##### DATA EXTRACT

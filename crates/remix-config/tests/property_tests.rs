use std::collections::BTreeMap;
use std::sync::Arc;

use proptest::prelude::*;
use remix_config::{
    AccumulatedConfig, ConfigKey, ConfigPatch, ConfigValue, StaticPreset, merge_patches,
    resolve_precedence,
};
use serde_json::{Value, json};

const DATA_KEYS: &[ConfigKey] = &[
    ConfigKey::AppDirectory,
    ConfigKey::BuildDirectory,
    ConfigKey::IgnoredRouteFiles,
    ConfigKey::PublicPath,
    ConfigKey::ServerBuildFile,
];

fn data_value() -> impl Strategy<Value = Value> {
    prop_oneof![
        "[a-z]{1,8}".prop_map(Value::String),
        prop::collection::vec("[a-z*./]{1,6}", 0..4).prop_map(|v| json!(v)),
    ]
}

/// A patch over a few data keys, optionally smuggling a `presets` entry
fn patch() -> impl Strategy<Value = ConfigPatch> {
    (
        prop::collection::btree_map(prop::sample::select(DATA_KEYS), data_value(), 0..4),
        any::<bool>(),
    )
        .prop_map(|(entries, with_presets)| {
            let mut patch: ConfigPatch = entries
                .into_iter()
                .map(|(k, v)| (k, ConfigValue::Data(v)))
                .collect();
            if with_presets {
                patch = patch.presets(vec![Arc::new(StaticPreset::new(
                    "smuggled",
                    ConfigPatch::new().build_directory("smuggled"),
                ))]);
            }
            patch
        })
}

/// Expected merge result: the last value written for each key
fn last_writer(patches: &[ConfigPatch]) -> BTreeMap<ConfigKey, ConfigValue> {
    let mut expected = BTreeMap::new();
    for patch in patches {
        for key in patch.keys() {
            if key == ConfigKey::Presets {
                continue;
            }
            if let Some(value) = patch.get(key) {
                expected.insert(key, value.clone());
            }
        }
    }
    expected
}

fn entries(acc: &AccumulatedConfig) -> BTreeMap<ConfigKey, ConfigValue> {
    acc.keys()
        .filter_map(|k| acc.get(k).map(|v| (k, v.clone())))
        .collect()
}

proptest! {
    #[test]
    fn test_merge_is_last_writer_wins(patches in prop::collection::vec(patch(), 0..6)) {
        let acc = merge_patches(patches.clone());
        prop_assert_eq!(entries(&acc), last_writer(&patches));
    }

    #[test]
    fn test_presets_never_accumulate(patches in prop::collection::vec(patch(), 0..6)) {
        let acc = merge_patches(patches);
        prop_assert!(!acc.contains(ConfigKey::Presets));
    }

    #[test]
    fn test_user_wins_every_key_it_sets(
        patches in prop::collection::vec(patch(), 0..6),
        user in patch(),
    ) {
        let acc = resolve_precedence(merge_patches(patches), user.clone());
        for key in user.keys().filter(|k| *k != ConfigKey::Presets) {
            prop_assert_eq!(acc.get(key), user.get(key));
        }
    }

    #[test]
    fn test_merge_is_associative_over_folds(
        left in prop::collection::vec(patch(), 0..4),
        right in prop::collection::vec(patch(), 0..4),
    ) {
        let all: Vec<ConfigPatch> = left.iter().chain(right.iter()).cloned().collect();
        let stepwise = right
            .into_iter()
            .fold(merge_patches(left), AccumulatedConfig::merge);
        prop_assert_eq!(stepwise, merge_patches(all));
    }
}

##########

EXERCISE OBJECTIVE
Search the preceding listing for "ConfigKey" and extract every line where it is found.

PROBLEM SOLUTION
    AccumulatedConfig, ConfigKey, ConfigPatch, ConfigValue, StaticPreset, merge_patches,
const DATA_KEYS: &[ConfigKey] = &[
    ConfigKey::AppDirectory,
    ConfigKey::BuildDirectory,
    ConfigKey::IgnoredRouteFiles,
    ConfigKey::PublicPath,
    ConfigKey::ServerBuildFile,
fn last_writer(patches: &[ConfigPatch]) -> BTreeMap<ConfigKey, ConfigValue> {
            if key == ConfigKey::Presets {
fn entries(acc: &AccumulatedConfig) -> BTreeMap<ConfigKey, ConfigValue> {
        prop_assert!(!acc.contains(ConfigKey::Presets));
        for key in user.keys().filter(|k| *k != ConfigKey::Presets) {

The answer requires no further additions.